Dulu Tukang Berkelahi, Kini Khoirul Anam Raih Cuan dari Kuas dan Kanvas

 

 KEDIRI,  headlinenews.cloud  – Dulu dikenal gemar berkelahi, kini Khoirul Anam memilih jalan hidup yang jauh berbeda. Energi masa mudanya yang dulu sering digunakan untuk adu fisik, kini disalurkan lewat kuas dan kanvas. Lelaki asal Desa Dawung, Kecamatan Ringinrejo, Kabupaten Kediri itu, kini dikenal sebagai salah satu pelukis naturalis muda yang mulai diperhitungkan.

Saat ditemui di kediamannya, Khoirul tampak khusyuk menggoreskan kuas di atas kanvas. Mengenakan kaus lengan panjang biru dongker dan sarung batik hitam, tangannya lincah bermain warna. Di tangan kirinya, palet cat dan kaleng kecil menemani proses kreatifnya. Di tangan kanannya, kuas menari, menuangkan imajinasi yang seakan tak pernah padam.

“Saya suka seni sejak kecil. Bahkan mungkin tertarik dunia lukis sejak balita,” ucapnya sambil tersenyum.

Meski tumbuh tanpa latar belakang keluarga seniman, bakat melukis Khoirul justru tumbuh dari proses otodidak. Mulai dari meniru gambar di buku, belajar dari media sosial, hingga menjajal berbagai teknik dari seniman-seniman lokal yang ia temui.

“Saya dulu sempat ikut lomba lukis waktu sekolah, tapi belum pernah juara. Mungkin karena saya masih banyak belajar,” kenangnya.

Namun, tak banyak yang tahu, sebelum sepenuh hati menekuni dunia seni rupa, Khoirul adalah anak muda yang hobi berkelahi dan mengikuti perguruan silat. Ia mengaku dulu senang mengadu kekuatan dengan orang lain. Masa remaja yang penuh kenakalan pun pernah ia lalui.

“Sebelum benar-benar mendalami seni lukis, saya suka berantem,” ujarnya blak-blakan.

Kesadaran untuk berubah datang perlahan. Khoirul mulai sadar bahwa energi dan hobinya bisa diarahkan ke hal yang lebih positif dan produktif. Dunia seni menjadi pelabuhan hatinya yang baru.

Lulus SMA, Khoirul bergabung dengan Sanggar Lukis Ruslan di Kediri pada 2021. Dari situ, dia mulai serius menggeluti seni lukis dan karyanya mulai diminati.

“Waktu itu saya mulai dapat pesanan lukisan.

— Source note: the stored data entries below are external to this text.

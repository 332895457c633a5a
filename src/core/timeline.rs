// LogScope - core/timeline.rs
//
// Bucketed event counts over time at a chosen zoom level.
// Aggregation never fails: an empty range or a range too wide for the
// zoom level yields a well-formed empty result carrying the condition.

use crate::core::model::{LogEntry, Severity, SeverityCounts, TimeSelection};
use crate::util::constants;
use crate::util::error::AggregationError;
use chrono::{DateTime, Utc};
use serde::{Deserialize, Serialize};
use std::collections::BTreeSet;
use std::fmt;
use std::str::FromStr;

// =============================================================================
// Zoom levels
// =============================================================================

#[derive(
    Debug, Clone, Copy, PartialEq, Eq, Hash, PartialOrd, Ord, Default, Serialize, Deserialize,
)]
#[serde(rename_all = "lowercase")]
pub enum ZoomLevel {
    Second,
    #[default]
    Minute,
    Hour,
    Day,
}

impl ZoomLevel {
    /// All levels, finest first.
    pub fn all() -> &'static [ZoomLevel] {
        &[
            ZoomLevel::Second,
            ZoomLevel::Minute,
            ZoomLevel::Hour,
            ZoomLevel::Day,
        ]
    }

    pub fn bucket_width_ms(&self) -> i64 {
        match self {
            ZoomLevel::Second => 1_000,
            ZoomLevel::Minute => 60_000,
            ZoomLevel::Hour => 3_600_000,
            ZoomLevel::Day => 86_400_000,
        }
    }

    pub fn label(&self) -> &'static str {
        match self {
            ZoomLevel::Second => "second",
            ZoomLevel::Minute => "minute",
            ZoomLevel::Hour => "hour",
            ZoomLevel::Day => "day",
        }
    }

    /// The finest level whose bucket count over `range` stays within
    /// `max_buckets`. Falls back to `Day` when nothing fits.
    pub fn for_span(range: &TimeSelection, max_buckets: usize) -> ZoomLevel {
        ZoomLevel::all()
            .iter()
            .copied()
            .find(|zoom| bucket_span(range, *zoom).1 <= max_buckets as u64)
            .unwrap_or(ZoomLevel::Day)
    }
}

impl fmt::Display for ZoomLevel {
    fn fmt(&self, f: &mut fmt::Formatter<'_>) -> fmt::Result {
        f.write_str(self.label())
    }
}

/// Unrecognised zoom level name.
#[derive(Debug, Clone, PartialEq, Eq)]
pub struct ParseZoomLevelError(pub String);

impl fmt::Display for ParseZoomLevelError {
    fn fmt(&self, f: &mut fmt::Formatter<'_>) -> fmt::Result {
        write!(
            f,
            "unknown zoom level '{}' (expected second, minute, hour or day)",
            self.0
        )
    }
}

impl std::error::Error for ParseZoomLevelError {}

impl FromStr for ZoomLevel {
    type Err = ParseZoomLevelError;

    fn from_str(s: &str) -> Result<Self, Self::Err> {
        match s.trim().to_ascii_lowercase().as_str() {
            "second" | "seconds" | "s" => Ok(ZoomLevel::Second),
            "minute" | "minutes" | "m" => Ok(ZoomLevel::Minute),
            "hour" | "hours" | "h" => Ok(ZoomLevel::Hour),
            "day" | "days" | "d" => Ok(ZoomLevel::Day),
            _ => Err(ParseZoomLevelError(s.to_string())),
        }
    }
}

/// First bucket index and bucket count for `range` at `zoom`.
fn bucket_span(range: &TimeSelection, zoom: ZoomLevel) -> (i64, u64) {
    let width = zoom.bucket_width_ms();
    let first = range.start().timestamp_millis().div_euclid(width);
    let last = range.end().timestamp_millis().div_euclid(width);
    (first, (last - first) as u64 + 1)
}

// =============================================================================
// Aggregated output
// =============================================================================

#[derive(Debug, Clone, PartialEq, Serialize)]
pub struct TimelineDataPoint {
    pub bucket_start: DateTime<Utc>,
    pub total: usize,
    pub counts: SeverityCounts,
    pub sources: BTreeSet<String>,
}

#[derive(Debug, Clone, PartialEq, Serialize)]
pub struct AggregatedTimelineData {
    pub zoom: ZoomLevel,
    /// Range covered; the explicit range, or the span of the timestamps.
    pub range: Option<TimeSelection>,
    pub points: Vec<TimelineDataPoint>,
    /// Always the sum of `points[..].total`.
    pub total_logs: usize,
    pub severity_totals: SeverityCounts,
    pub sources: BTreeSet<String>,
    /// Entries left out for having no timestamp.
    pub skipped_untimestamped: usize,
    /// Timestamped entries outside an explicit range.
    pub excluded_out_of_range: usize,
    pub condition: Option<AggregationError>,
}

impl AggregatedTimelineData {
    fn empty(zoom: ZoomLevel, range: Option<TimeSelection>, condition: AggregationError) -> Self {
        Self {
            zoom,
            range,
            points: Vec::new(),
            total_logs: 0,
            severity_totals: SeverityCounts::default(),
            sources: BTreeSet::new(),
            skipped_untimestamped: 0,
            excluded_out_of_range: 0,
            condition: Some(condition),
        }
    }

    /// The busiest bucket; the earliest one on a tie.
    pub fn peak(&self) -> Option<&TimelineDataPoint> {
        self.points.iter().fold(None, |best: Option<&TimelineDataPoint>, p| match best {
            Some(b) if b.total >= p.total => Some(b),
            _ => Some(p),
        })
    }

    /// Count for one severity (or unleveled) across all buckets.
    pub fn severity_total(&self, level: Option<Severity>) -> usize {
        self.severity_totals.get(level)
    }
}

// =============================================================================
// Aggregation
// =============================================================================

/// Bucket entries at `zoom` using the default bucket limit.
pub fn aggregate<'a>(
    entries: impl IntoIterator<Item = &'a LogEntry>,
    zoom: ZoomLevel,
    range: Option<TimeSelection>,
) -> AggregatedTimelineData {
    aggregate_with_limit(entries, zoom, range, constants::MAX_TIMELINE_BUCKETS)
}

/// Bucket entries at `zoom`, emitting dense buckets across the range.
///
/// Buckets are aligned to multiples of the zoom width since the epoch, and
/// each timestamped entry in range lands in exactly one of them.
pub fn aggregate_with_limit<'a>(
    entries: impl IntoIterator<Item = &'a LogEntry>,
    zoom: ZoomLevel,
    range: Option<TimeSelection>,
    max_buckets: usize,
) -> AggregatedTimelineData {
    let mut skipped = 0usize;
    let mut excluded = 0usize;
    let mut timed: Vec<(&LogEntry, DateTime<Utc>)> = Vec::new();

    for entry in entries {
        match entry.timestamp {
            None => skipped += 1,
            Some(ts) => match range {
                Some(r) if !r.contains(ts) => excluded += 1,
                _ => timed.push((entry, ts)),
            },
        }
    }

    let effective = match range {
        Some(r) => Some(r),
        None => TimeSelection::covering(timed.iter().map(|(e, _)| *e)),
    };

    let Some(effective) = effective.filter(|_| !timed.is_empty()) else {
        tracing::debug!(zoom = %zoom, skipped, excluded, "Timeline range is empty");
        let mut out = AggregatedTimelineData::empty(zoom, range, AggregationError::EmptyRange);
        out.skipped_untimestamped = skipped;
        out.excluded_out_of_range = excluded;
        return out;
    };

    let (first, count) = bucket_span(&effective, zoom);
    if count > max_buckets as u64 {
        tracing::warn!(
            zoom = %zoom,
            requested = count,
            max = max_buckets,
            "Timeline bucket limit exceeded"
        );
        let mut out = AggregatedTimelineData::empty(
            zoom,
            Some(effective),
            AggregationError::BucketLimitExceeded {
                requested: count,
                max: max_buckets,
            },
        );
        out.skipped_untimestamped = skipped;
        out.excluded_out_of_range = excluded;
        return out;
    }

    let width = zoom.bucket_width_ms();
    let mut points: Vec<TimelineDataPoint> = (0..count as i64)
        .map(|i| TimelineDataPoint {
            bucket_start: DateTime::from_timestamp_millis((first + i) * width)
                .unwrap_or(effective.start()),
            total: 0,
            counts: SeverityCounts::default(),
            sources: BTreeSet::new(),
        })
        .collect();

    let mut severity_totals = SeverityCounts::default();
    let mut sources = BTreeSet::new();
    for (entry, ts) in &timed {
        let idx = (ts.timestamp_millis().div_euclid(width) - first) as usize;
        let point = &mut points[idx];
        point.total += 1;
        point.counts.add(entry.level);
        severity_totals.add(entry.level);
        if let Some(ref source) = entry.source {
            if !point.sources.contains(source) {
                point.sources.insert(source.clone());
            }
            if !sources.contains(source) {
                sources.insert(source.clone());
            }
        }
    }

    tracing::debug!(
        zoom = %zoom,
        buckets = points.len(),
        entries = timed.len(),
        skipped,
        "Timeline aggregated"
    );

    AggregatedTimelineData {
        zoom,
        range: Some(effective),
        points,
        total_logs: timed.len(),
        severity_totals,
        sources,
        skipped_untimestamped: skipped,
        excluded_out_of_range: excluded,
        condition: None,
    }
}

#[cfg(test)]
mod tests {
    use super::*;
    use crate::core::model::EntryId;
    use chrono::TimeZone;

    fn at(seq: u64, secs: i64, level: Option<Severity>) -> LogEntry {
        let mut e = LogEntry::raw_only(EntryId::new(1, seq), seq + 1, String::new());
        e.timestamp = Some(Utc.timestamp_opt(secs, 0).unwrap());
        e.level = level;
        e.source = Some(format!("src{}", seq % 3));
        e
    }

    fn sample() -> Vec<LogEntry> {
        let base = 1_700_000_000; // 2023-11-14T22:13:20Z
        let levels = [Some(Severity::Error), Some(Severity::Info), None, Some(Severity::Warning)];
        let mut entries: Vec<_> = (0..200u64)
            .map(|i| at(i, base + (i as i64 * 37) % 7_200, levels[i as usize % 4]))
            .collect();
        let mut untimed = LogEntry::raw_only(EntryId::new(1, 999), 1000, "x".into());
        untimed.level = Some(Severity::Error);
        entries.push(untimed);
        entries
    }

    #[test]
    fn test_totals_match_at_every_zoom() {
        let entries = sample();
        for zoom in ZoomLevel::all() {
            let data = aggregate(&entries, *zoom, None);
            assert!(data.condition.is_none(), "{zoom}");
            let sum: usize = data.points.iter().map(|p| p.total).sum();
            assert_eq!(sum, data.total_logs, "{zoom}");
            assert_eq!(data.total_logs, 200, "{zoom}");
            assert_eq!(data.skipped_untimestamped, 1);
            for level in Severity::all().iter().map(|l| Some(*l)).chain([None]) {
                let per_point: usize = data.points.iter().map(|p| p.counts.get(level)).sum();
                assert_eq!(per_point, data.severity_total(level), "{zoom} {level:?}");
            }
        }
    }

    #[test]
    fn test_buckets_are_dense_and_aligned() {
        let entries = vec![at(0, 60, None), at(1, 245, None)];
        let data = aggregate(&entries, ZoomLevel::Minute, None);
        assert_eq!(data.points.len(), 4);
        assert_eq!(data.points[0].bucket_start.timestamp(), 60);
        assert_eq!(data.points[3].bucket_start.timestamp(), 240);
        assert_eq!(data.points[1].total, 0);
        assert_eq!(data.peak().unwrap().bucket_start.timestamp(), 60);
    }

    #[test]
    fn test_explicit_range_excludes_outside_entries() {
        let entries = vec![at(0, 10, None), at(1, 20, None), at(2, 30, None)];
        let range = TimeSelection::new(
            Utc.timestamp_opt(15, 0).unwrap(),
            Utc.timestamp_opt(25, 0).unwrap(),
        )
        .unwrap();
        let data = aggregate(&entries, ZoomLevel::Second, Some(range));
        assert_eq!(data.total_logs, 1);
        assert_eq!(data.excluded_out_of_range, 2);
        assert_eq!(data.points.len(), 11);
    }

    #[test]
    fn test_empty_input_reports_empty_range() {
        let data = aggregate(&[], ZoomLevel::Hour, None);
        assert_eq!(data.condition, Some(AggregationError::EmptyRange));
        assert!(data.points.is_empty());
        assert_eq!(data.total_logs, 0);
        assert!(data.peak().is_none());
    }

    #[test]
    fn test_bucket_limit_is_a_condition() {
        let entries = vec![at(0, 0, None), at(1, 86_400 * 10, None)];
        let data = aggregate_with_limit(&entries, ZoomLevel::Second, None, 1_000);
        assert!(matches!(
            data.condition,
            Some(AggregationError::BucketLimitExceeded { max: 1_000, .. })
        ));
        assert!(data.points.is_empty());
        assert_eq!(data.total_logs, 0);
    }

    #[test]
    fn test_for_span_picks_finest_fitting_zoom() {
        let range = TimeSelection::new(
            Utc.timestamp_opt(0, 0).unwrap(),
            Utc.timestamp_opt(3 * 3_600, 0).unwrap(),
        )
        .unwrap();
        assert_eq!(ZoomLevel::for_span(&range, 500), ZoomLevel::Minute);
        assert_eq!(ZoomLevel::for_span(&range, 20_000), ZoomLevel::Second);
        assert_eq!(ZoomLevel::for_span(&range, 1), ZoomLevel::Day);
    }

    #[test]
    fn test_zoom_from_str() {
        assert_eq!("Hour".parse::<ZoomLevel>().unwrap(), ZoomLevel::Hour);
        assert_eq!("d".parse::<ZoomLevel>().unwrap(), ZoomLevel::Day);
        assert!("week".parse::<ZoomLevel>().is_err());
        assert_eq!(serde_json::to_string(&ZoomLevel::Second).unwrap(), "\"second\"");
    }
}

Bahkan beberapa sudah pernah dikirim ke Kalimantan, Jakarta, dan Depok,” jelas pemuda 25 tahun itu.

Namun perjalanan sebagai pelukis tidaklah mudah. Khoirul mengaku pernah diremehkan. Hobi melukis dianggap tidak memiliki masa depan. Tapi dia memilih untuk tetap maju dan membuktikan bahwa anggapan itu salah.

“Awalnya banyak yang meremehkan, bahkan keluarga juga ragu. Tapi saya terus meyakinkan bahwa dari hobi ini saya bisa hidup dan menghasilkan,” ungkapnya.

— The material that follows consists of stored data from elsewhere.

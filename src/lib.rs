// LogScope - lib.rs
//
// Library entry point. The binary in `main.rs` is a thin CLI over the
// `app` layer; everything else is reachable here for integration testing
// and programmatic use.

pub mod app;
pub mod core;
pub mod platform;
pub mod util;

Kini, hasil karya Khoirul dipasarkan dengan harga antara Rp1 juta hingga Rp5 juta, tergantung ukuran dan tingkat kerumitan lukisan. Dalam sehari, ia bisa menyelesaikan satu karya, tapi proses bisa memakan waktu hingga seminggu. Sebab, katanya, setiap goresan kuas memiliki makna dan emosi tersendiri.

“Namanya seni, nggak bisa diburu-buru. Karena tiap lukisan itu punya cerita,” kata dia.

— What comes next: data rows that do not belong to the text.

// LogScope - core/export.rs
//
// CSV and JSON export of filtered log entries.
// Core layer: writes to any Write trait object. The path is only used for
// error context.

use crate::core::model::LogEntry;
use crate::util::constants::MAX_EXPORT_ENTRIES;
use crate::util::error::ExportError;
use std::io::Write;
use std::path::Path;

fn check_count(count: usize) -> Result<(), ExportError> {
    if count > MAX_EXPORT_ENTRIES {
        return Err(ExportError::TooManyEntries {
            count,
            max: MAX_EXPORT_ENTRIES,
        });
    }
    Ok(())
}

/// Export entries to CSV.
///
/// Columns: id, file_id, line, timestamp, level, source, message, raw.
/// Missing optional fields are written as empty cells.
pub fn export_csv<W: Write>(
    entries: &[&LogEntry],
    writer: W,
    export_path: &Path,
) -> Result<usize, ExportError> {
    check_count(entries.len())?;
    let csv_err = |source| ExportError::Csv {
        path: export_path.to_path_buf(),
        source,
    };

    let mut csv_writer = csv::Writer::from_writer(writer);
    csv_writer
        .write_record([
            "id", "file_id", "line", "timestamp", "level", "source", "message", "raw",
        ])
        .map_err(csv_err)?;

    for entry in entries {
        let ts = entry
            .timestamp
            .map(|t| t.to_rfc3339())
            .unwrap_or_default();
        csv_writer
            .write_record([
                entry.id.to_string().as_str(),
                &entry.file_id.to_string(),
                &entry.line_number.to_string(),
                &ts,
                entry.level.map(|l| l.label()).unwrap_or(""),
                entry.source.as_deref().unwrap_or(""),
                &entry.message,
                &entry.raw,
            ])
            .map_err(csv_err)?;
    }

    csv_writer.flush().map_err(|e| ExportError::Io {
        path: export_path.to_path_buf(),
        source: e,
    })?;

    tracing::info!(
        path = %export_path.display(),
        entries = entries.len(),
        "CSV export complete"
    );
    Ok(entries.len())
}

/// Export entries as a pretty-printed JSON array.
pub fn export_json<W: Write>(
    entries: &[&LogEntry],
    writer: W,
    export_path: &Path,
) -> Result<usize, ExportError> {
    check_count(entries.len())?;
    serde_json::to_writer_pretty(writer, entries).map_err(|e| ExportError::Json {
        path: export_path.to_path_buf(),
        source: e,
    })?;
    tracing::info!(
        path = %export_path.display(),
        entries = entries.len(),
        "JSON export complete"
    );
    Ok(entries.len())
}

#[cfg(test)]
mod tests {
    use super::*;
    use crate::core::model::{EntryId, Severity};
    use chrono::{TimeZone, Utc};

    fn make_entry(seq: u64, message: &str) -> LogEntry {
        let mut e = LogEntry::raw_only(EntryId::new(3, seq), seq + 1, format!("RAW {message}"));
        e.timestamp = Some(Utc.with_ymd_and_hms(2024, 1, 15, 10, 0, seq as u32).unwrap());
        e.level = Some(Severity::Error);
        e.source = Some("auth".to_string());
        e.message = message.to_string();
        e
    }

    #[test]
    fn test_csv_export() {
        let entries = [make_entry(0, "Error one"), make_entry(1, "Error, two")];
        let refs: Vec<&LogEntry> = entries.iter().collect();
        let mut buf = Vec::new();
        let count = export_csv(&refs, &mut buf, Path::new("out.csv")).unwrap();
        assert_eq!(count, 2);

        let output = String::from_utf8(buf).unwrap();
        let mut lines = output.lines();
        assert_eq!(
            lines.next(),
            Some("id,file_id,line,timestamp,level,source,message,raw")
        );
        assert!(output.contains("3:0,3,1,2024-01-15T10:00:00+00:00,Error,auth,Error one"));
        // Embedded commas are quoted.
        assert!(output.contains("\"Error, two\""));
    }

    #[test]
    fn test_csv_export_leaves_missing_fields_empty() {
        let bare = LogEntry::raw_only(EntryId::new(1, 0), 1, "garbage".to_string());
        let mut buf = Vec::new();
        export_csv(&[&bare], &mut buf, Path::new("out.csv")).unwrap();
        let output = String::from_utf8(buf).unwrap();
        assert!(output.contains("1:0,1,1,,,,,garbage"));
    }

    #[test]
    fn test_json_export() {
        let entry = make_entry(0, "Test message");
        let mut buf = Vec::new();
        let count = export_json(&[&entry], &mut buf, Path::new("out.json")).unwrap();
        assert_eq!(count, 1);

        let value: serde_json::Value = serde_json::from_slice(&buf).unwrap();
        assert_eq!(value[0]["message"], "Test message");
        assert_eq!(value[0]["level"], "error");
    }
}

Lewat media sosial seperti Facebook dan Instagram, Khoirul memasarkan karya-karyanya secara digital. Banyak pelanggan datang dari luar kota, bahkan luar pulau. Ia juga aktif berbagi ilmu dan memiliki cita-cita menjadi guru seni untuk anak-anak TK.

“TK itu pondasi penting buat melatih kreativitas anak. Dasarnya dari garis dan warna,” ucapnya.

Bagi Khoirul, lukisan bukan sekadar karya seni, tapi juga medium untuk mengubah hidup. Dulu disebut tak punya masa depan, kini ia justru mendapat rezeki dan pengakuan dari hobi yang dicintainya.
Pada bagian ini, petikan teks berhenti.